*What the task asks*. Entries follow. Give back exactly the lines starting at the one containing "the name, tag" and ending at the one containing "let body = match", and no other lines.

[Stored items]
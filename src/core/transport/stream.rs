// src/core/transport/stream.rs

use std::pin::Pin;
use std::task::{Context, Poll};
use tokio::io::{AsyncRead, AsyncWrite, ReadBuf};
use tokio::net::TcpStream;

/// Any byte stream that can back a socket.
pub trait AsyncStream: AsyncRead + AsyncWrite + Unpin + Send {}

impl<T: AsyncRead + AsyncWrite + Unpin + Send> AsyncStream for T {}

/// Wraps the stream types connections and sessions run over into a single type.
pub enum AnyStream {
    Tcp(TcpStream),
    /// Any other transport, e.g. an in-memory pipe or a serial bridge.
    Boxed(Box<dyn AsyncStream>),
}

impl AnyStream {
    pub fn boxed(stream: impl AsyncStream + 'static) -> Self {
        AnyStream::Boxed(Box::new(stream))
    }
}

impl From<TcpStream> for AnyStream {
    fn from(stream: TcpStream) -> Self {
        AnyStream::Tcp(stream)
    }
}

impl AsyncRead for AnyStream {
    fn poll_read(
        self: Pin<&mut Self>,
        cx: &mut Context<'_>,
        buf: &mut ReadBuf<'_>,
    ) -> Poll<std::io::Result<()>> {
        match self.get_mut() {
            AnyStream::Tcp(s) => Pin::new(s).poll_read(cx, buf),
            AnyStream::Boxed(s) => Pin::new(s.as_mut()).poll_read(cx, buf),
        }
    }
}

impl AsyncWrite for AnyStream {
    fn poll_write(
        self: Pin<&mut Self>,
        cx: &mut Context<'_>,
        buf: &[u8],
    ) -> Poll<Result<usize, std::io::Error>> {
        match self.get_mut() {
            AnyStream::Tcp(s) => Pin::new(s).poll_write(cx, buf),
            AnyStream::Boxed(s) => Pin::new(s.as_mut()).poll_write(cx, buf),
        }
    }

    fn poll_flush(self: Pin<&mut Self>, cx: &mut Context<'_>) -> Poll<Result<(), std::io::Error>> {
        match self.get_mut() {
            AnyStream::Tcp(s) => Pin::new(s).poll_flush(cx),
            AnyStream::Boxed(s) => Pin::new(s.as_mut()).poll_flush(cx),
        }
    }

    fn poll_shutdown(
        self: Pin<&mut Self>,
        cx: &mut Context<'_>,
    ) -> Poll<Result<(), std::io::Error>> {
        match self.get_mut() {
            AnyStream::Tcp(s) => Pin::new(s).poll_shutdown(cx),
            AnyStream::Boxed(s) => Pin::new(s.as_mut()).poll_shutdown(cx),
        }
    }
}
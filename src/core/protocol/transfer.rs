// src/core/protocol/transfer.rs

//! Chunked file and stream transfer over MQTT-style messages.
//!
//! The sender opens with a header message carrying a packed string array
//! `[name, size, tag]` (plus the uploader when one is set), then sends
//! `ceil(size / chunk_size)` chunk messages. The receiver answers every chunk
//! with 16 bytes: cumulative bytes received and the total size, both `i64`
//! little-endian. A failure message may replace the header or any ack.

use super::hsl::{pack_string_array, unpack_string_array};
use super::mqtt::{MqttMessage, control};
use crate::config::ClientConfig;
use crate::core::errors::{LinkError, LinkResult, codes};
use crate::core::transport::{ManagedSocket, ProgressFn, Transport};
use bytes::Bytes;
use std::fmt;
use std::path::{Path, PathBuf};
use std::sync::Arc;
use std::time::Duration;
use tokio::io::{AsyncRead, AsyncReadExt, AsyncWrite, AsyncWriteExt};
use tracing::{debug, warn};

pub const DEFAULT_CHUNK_SIZE: usize = 102_400;
const ACK_LENGTH: usize = 16;

/// The injected encryption collaborator applied to each chunk.
pub trait PayloadCipher: Send + Sync {
    fn encrypt(&self, plain: &[u8]) -> LinkResult<Vec<u8>>;
    fn decrypt(&self, cipher: &[u8]) -> LinkResult<Vec<u8>>;
}

#[derive(Debug, Clone, PartialEq, Eq, Default)]
pub struct FileTransferDescriptor {
    pub name: String,
    pub size: u64,
    pub tag: String,
    pub uploader: String,
}

impl FileTransferDescriptor {
    pub fn encode(&self) -> LinkResult<Vec<u8>> {
        let size = self.size.to_string();
        let mut fields = vec![self.name.as_str(), size.as_str(), self.tag.as_str()];
        if !self.uploader.is_empty() {
            fields.push(self.uploader.as_str());
        }
        pack_string_array(&fields)
    }

    pub fn decode(bytes: &[u8]) -> LinkResult<Self> {
        let mut fields = unpack_string_array(bytes)?.into_iter();
        let (Some(name), Some(size), Some(tag)) = (fields.next(), fields.next(), fields.next())
        else {
            return Err(LinkError::Protocol(
                "transfer header needs name, size and tag".to_string(),
            ));
        };
        Ok(Self {
            name,
            size: size.trim().parse()?,
            tag,
            uploader: fields.next().unwrap_or_default(),
        })
    }
}

/// Where outgoing transfer data comes from.
pub enum TransferSource {
    Path(PathBuf),
    Reader {
        reader: Box<dyn AsyncRead + Send + Unpin>,
        size: u64,
    },
}

impl fmt::Debug for TransferSource {
    fn fmt(&self, f: &mut fmt::Formatter<'_>) -> fmt::Result {
        match self {
            TransferSource::Path(path) => f.debug_tuple("Path").field(path).finish(),
            TransferSource::Reader { size, .. } => {
                f.debug_struct("Reader").field("size", size).finish()
            }
        }
    }
}

/// Number of chunk messages a transfer of `size` bytes takes.
pub fn chunk_count(size: u64, chunk_size: usize) -> u64 {
    size.div_ceil(chunk_size.max(1) as u64)
}

/// Transfer settings shared by both directions.
#[derive(Clone)]
pub struct FileTransfer {
    chunk_size: usize,
    cipher: Option<Arc<dyn PayloadCipher>>,
    timeout: Option<Duration>,
    progress: Option<Arc<ProgressFn>>,
}

impl fmt::Debug for FileTransfer {
    fn fmt(&self, f: &mut fmt::Formatter<'_>) -> fmt::Result {
        f.debug_struct("FileTransfer")
            .field("chunk_size", &self.chunk_size)
            .field("encrypted", &self.cipher.is_some())
            .field("timeout", &self.timeout)
            .finish()
    }
}

impl Default for FileTransfer {
    fn default() -> Self {
        Self {
            chunk_size: DEFAULT_CHUNK_SIZE,
            cipher: None,
            timeout: None,
            progress: None,
        }
    }
}

impl From<&ClientConfig> for FileTransfer {
    fn from(config: &ClientConfig) -> Self {
        let timeout = u64::try_from(config.receive_timeout_ms)
            .ok()
            .map(Duration::from_millis);
        Self::new()
            .with_chunk_size(config.file_chunk_size)
            .with_timeout(timeout)
    }
}

impl FileTransfer {
    pub fn new() -> Self {
        Self::default()
    }

    pub fn with_chunk_size(mut self, chunk_size: usize) -> Self {
        self.chunk_size = chunk_size.max(1);
        self
    }

    pub fn with_cipher(mut self, cipher: Arc<dyn PayloadCipher>) -> Self {
        self.cipher = Some(cipher);
        self
    }

    pub fn with_timeout(mut self, timeout: Option<Duration>) -> Self {
        self.timeout = timeout;
        self
    }

    pub fn with_progress(mut self, progress: Arc<ProgressFn>) -> Self {
        self.progress = Some(progress);
        self
    }

    pub fn chunk_size(&self) -> usize {
        self.chunk_size
    }

    pub fn timeout(&self) -> Option<Duration> {
        self.timeout
    }

    fn report(&self, done: u64, total: u64) {
        if let Some(progress) = &self.progress {
            progress(done, total);
        }
    }

    /// Tells the peer the transfer cannot proceed.
    pub async fn send_failure<S: AsyncWrite + Unpin>(
        &self,
        transport: &Transport,
        socket: &mut ManagedSocket<S>,
        reason: &str,
    ) -> LinkResult<()> {
        transport
            .send_mqtt(socket, &MqttMessage::failure(reason))
            .await
            .map(|_| ())
    }

    /// Sends `source` under the name, tag and uploader in `descriptor`. The
    /// size is taken from the source. Returns the descriptor as sent.
    pub async fn send<S>(
        &self,
        transport: &Transport,
        socket: &mut ManagedSocket<S>,
        mut descriptor: FileTransferDescriptor,
        source: TransferSource,
    ) -> LinkResult<FileTransferDescriptor>
    where
        S: AsyncRead + AsyncWrite + Unpin,
    {
        let (mut reader, size): (Box<dyn AsyncRead + Send + Unpin>, u64) = match source {
            TransferSource::Path(path) => match open_source(&path).await {
                Some(opened) => opened,
                None => {
                    warn!("Transfer source {} does not exist.", path.display());
                    self.send_failure(transport, socket, "file not exists").await?;
                    return Err(LinkError::Application {
                        code: codes::TRANSFER_FAILED,
                        message: format!("file not exists: {}", path.display()),
                    });
                }
            },
            TransferSource::Reader { reader, size } => (reader, size),
        };
        descriptor.size = size;

        transport
            .send_mqtt(
                socket,
                &MqttMessage::new(control::FILE_NO_SENSE, descriptor.encode()?),
            )
            .await?;

        let mut sent: u64 = 0;
        let mut chunk = vec![0u8; self.chunk_size];
        while sent < size {
            let want = (size - sent).min(self.chunk_size as u64) as usize;
            if let Err(e) = reader.read_exact(&mut chunk[..want]).await {
                let reason = format!("source read failed: {e}");
                self.send_failure(transport, socket, &reason).await?;
                return Err(LinkError::Application {
                    code: codes::TRANSFER_FAILED,
                    message: reason,
                });
            }
            let body = match &self.cipher {
                Some(cipher) => cipher.encrypt(&chunk[..want])?,
                None => chunk[..want].to_vec(),
            };
            transport
                .send_mqtt(socket, &MqttMessage::new(control::FILE_NO_SENSE, body))
                .await?;
            sent += want as u64;

            let ack = transport.receive_mqtt(socket, self.timeout).await?;
            if let Some(reason) = ack.failure_reason() {
                return Err(LinkError::Application {
                    code: codes::TRANSFER_FAILED,
                    message: reason,
                });
            }
            let (received, total) = match parse_ack(&ack.payload) {
                Ok(counts) => counts,
                Err(e) => {
                    socket.abort();
                    return Err(e);
                }
            };
            if received != sent as i64 || total != size as i64 {
                socket.abort();
                return Err(LinkError::LengthMismatch {
                    sent: sent as i64,
                    acknowledged: received,
                });
            }
            self.report(sent, size);
        }
        debug!("Sent {} ({} bytes).", descriptor.name, size);
        Ok(descriptor)
    }

    /// Receives a transfer into `sink`, acknowledging each chunk.
    pub async fn receive<S, W>(
        &self,
        transport: &Transport,
        socket: &mut ManagedSocket<S>,
        sink: &mut W,
    ) -> LinkResult<FileTransferDescriptor>
    where
        S: AsyncRead + AsyncWrite + Unpin,
        W: AsyncWrite + Unpin,
    {
        let header = transport.receive_mqtt(socket, self.timeout).await?;
        if let Some(reason) = header.failure_reason() {
            return Err(LinkError::Application {
                code: codes::TRANSFER_FAILED,
                message: reason,
            });
        }
        let descriptor = match FileTransferDescriptor::decode(&header.payload) {
            Ok(descriptor) => descriptor,
            Err(e) => {
                socket.abort();
                return Err(e);
            }
        };

        let mut received: u64 = 0;
        while received < descriptor.size {
            let message = transport.receive_mqtt(socket, self.timeout).await?;
            if let Some(reason) = message.failure_reason() {
                return Err(LinkError::Application {
                    code: codes::TRANSFER_FAILED,
                    message: reason,
                });
            }
            let plain = match &self.cipher {
                Some(cipher) => cipher.decrypt(&message.payload)?,
                None => message.payload.to_vec(),
            };
            if plain.is_empty() || received + plain.len() as u64 > descriptor.size {
                socket.abort();
                return Err(LinkError::Protocol(format!(
                    "chunk of {} bytes does not fit the remaining {} bytes",
                    plain.len(),
                    descriptor.size - received
                )));
            }

            if let Err(e) = sink.write_all(&plain).await {
                let reason = format!("sink write failed: {e}");
                self.send_failure(transport, socket, &reason).await?;
                return Err(LinkError::Application {
                    code: codes::TRANSFER_FAILED,
                    message: reason,
                });
            }
            received += plain.len() as u64;

            let mut ack = Vec::with_capacity(ACK_LENGTH);
            ack.extend_from_slice(&(received as i64).to_le_bytes());
            ack.extend_from_slice(&(descriptor.size as i64).to_le_bytes());
            transport
                .send_mqtt(socket, &MqttMessage::new(control::FILE_NO_SENSE, ack))
                .await?;
            self.report(received, descriptor.size);
        }
        sink.flush().await?;
        debug!("Received {} ({} bytes).", descriptor.name, received);
        Ok(descriptor)
    }

    /// Receives a transfer into a newly created file at `path`.
    pub async fn receive_to_path<S>(
        &self,
        transport: &Transport,
        socket: &mut ManagedSocket<S>,
        path: &Path,
    ) -> LinkResult<FileTransferDescriptor>
    where
        S: AsyncRead + AsyncWrite + Unpin,
    {
        let mut file = tokio::fs::File::create(path).await?;
        self.receive(transport, socket, &mut file).await
    }
}

async fn open_source(path: &Path) -> Option<(Box<dyn AsyncRead + Send + Unpin>, u64)> {
    let file = tokio::fs::File::open(path).await.ok()?;
    let size = file.metadata().await.ok()?.len();
    let reader: Box<dyn AsyncRead + Send + Unpin> = Box::new(file);
    Some((reader, size))
}

fn parse_ack(payload: &Bytes) -> LinkResult<(i64, i64)> {
    if payload.len() != ACK_LENGTH {
        return Err(LinkError::Protocol(format!(
            "transfer ack has {} bytes, expected {ACK_LENGTH}",
            payload.len()
        )));
    }
    let mut received = [0u8; 8];
    let mut total = [0u8; 8];
    received.copy_from_slice(&payload[..8]);
    total.copy_from_slice(&payload[8..]);
    Ok((i64::from_le_bytes(received), i64::from_le_bytes(total)))
}
// src/core/transport/socket.rs

//! Defines `ManagedSocket`, a stream paired with a closer that other tasks
//! (chiefly the watchdog) can trigger without owning the stream.

use super::stream::AnyStream;
use crate::core::errors::{LinkError, LinkResult};
use std::fmt;
use std::net::SocketAddr;
use std::sync::atomic::{AtomicU64, Ordering};
use tokio::io::AsyncWriteExt;
use tokio_util::sync::CancellationToken;

static NEXT_SOCKET_ID: AtomicU64 = AtomicU64::new(1);

/// A non-owning handle that force-closes a [`ManagedSocket`].
///
/// Closing cancels every pending and future operation on the socket; the
/// owner drops the underlying stream the next time it touches it.
#[derive(Debug, Clone, Default)]
pub struct SocketCloser {
    token: CancellationToken,
}

impl SocketCloser {
    pub fn new() -> Self {
        Self::default()
    }

    pub fn close(&self) {
        self.token.cancel();
    }

    pub fn is_closed(&self) -> bool {
        self.token.is_cancelled()
    }

    /// Resolves once the socket has been closed.
    pub async fn closed(&self) {
        self.token.cancelled().await
    }
}

/// A socket exclusively owned by one connection or session.
pub struct ManagedSocket<S = AnyStream> {
    id: u64,
    stream: Option<S>,
    closer: SocketCloser,
    peer: Option<SocketAddr>,
}

/// The socket type used by connections and sessions.
pub type LinkSocket = ManagedSocket<AnyStream>;

impl<S> fmt::Debug for ManagedSocket<S> {
    fn fmt(&self, f: &mut fmt::Formatter<'_>) -> fmt::Result {
        f.debug_struct("ManagedSocket")
            .field("id", &self.id)
            .field("peer", &self.peer)
            .field("closed", &self.is_closed())
            .finish()
    }
}

impl<S> ManagedSocket<S> {
    pub fn new(stream: S) -> Self {
        Self::from_parts(stream, SocketCloser::new(), None)
    }

    pub fn with_peer(stream: S, peer: SocketAddr) -> Self {
        Self::from_parts(stream, SocketCloser::new(), Some(peer))
    }

    /// Adopts a closer that was created before the stream existed, e.g. the one
    /// guarding a connect attempt.
    pub fn from_parts(stream: S, closer: SocketCloser, peer: Option<SocketAddr>) -> Self {
        Self {
            id: NEXT_SOCKET_ID.fetch_add(1, Ordering::Relaxed),
            stream: Some(stream),
            closer,
            peer,
        }
    }

    pub fn id(&self) -> u64 {
        self.id
    }

    pub fn peer(&self) -> Option<SocketAddr> {
        self.peer
    }

    pub fn closer(&self) -> SocketCloser {
        self.closer.clone()
    }

    pub fn is_closed(&self) -> bool {
        self.stream.is_none() || self.closer.is_closed()
    }

    /// Closes immediately without a graceful shutdown.
    pub fn abort(&mut self) {
        self.closer.close();
        self.stream = None;
    }

    /// Borrows the stream together with the closer so a caller can race I/O
    /// against a forced close. A socket closed by the watchdog is dropped here.
    pub(crate) fn parts(&mut self) -> LinkResult<(&mut S, &SocketCloser)> {
        if self.closer.is_closed() {
            self.stream = None;
        }
        match self.stream.as_mut() {
            Some(stream) => Ok((stream, &self.closer)),
            None => Err(LinkError::SocketClosed),
        }
    }

    pub fn into_inner(mut self) -> Option<S> {
        self.stream.take()
    }
}

impl<S: tokio::io::AsyncWrite + Unpin> ManagedSocket<S> {
    /// Shuts the write side down and releases the stream.
    pub async fn close(&mut self) {
        self.closer.close();
        if let Some(mut stream) = self.stream.take() {
            let _ = stream.shutdown().await;
        }
    }
}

*Final answer*.
    /// Sends `source` under the name, tag and uploader in `descriptor`. The
    /// size is taken from the source. Returns the descriptor as sent.
    pub async fn send<S>(
        &self,
        transport: &Transport,
        socket: &mut ManagedSocket<S>,
        mut descriptor: FileTransferDescriptor,
        source: TransferSource,
    ) -> LinkResult<FileTransferDescriptor>
    where
        S: AsyncRead + AsyncWrite + Unpin,
    {
        let (mut reader, size): (Box<dyn AsyncRead + Send + Unpin>, u64) = match source {
            TransferSource::Path(path) => match open_source(&path).await {
                Some(opened) => opened,
                None => {
                    warn!("Transfer source {} does not exist.", path.display());
                    self.send_failure(transport, socket, "file not exists").await?;
                    return Err(LinkError::Application {
                        code: codes::TRANSFER_FAILED,
                        message: format!("file not exists: {}", path.display()),
                    });
                }
            },
            TransferSource::Reader { reader, size } => (reader, size),
        };
        descriptor.size = size;

        transport
            .send_mqtt(
                socket,
                &MqttMessage::new(control::FILE_NO_SENSE, descriptor.encode()?),
            )
            .await?;

        let mut sent: u64 = 0;
        let mut chunk = vec![0u8; self.chunk_size];
        while sent < size {
            let want = (size - sent).min(self.chunk_size as u64) as usize;
            if let Err(e) = reader.read_exact(&mut chunk[..want]).await {
                let reason = format!("source read failed: {e}");
                self.send_failure(transport, socket, &reason).await?;
                return Err(LinkError::Application {
                    code: codes::TRANSFER_FAILED,
                    message: reason,
                });
            }
            let body = match &self.cipher {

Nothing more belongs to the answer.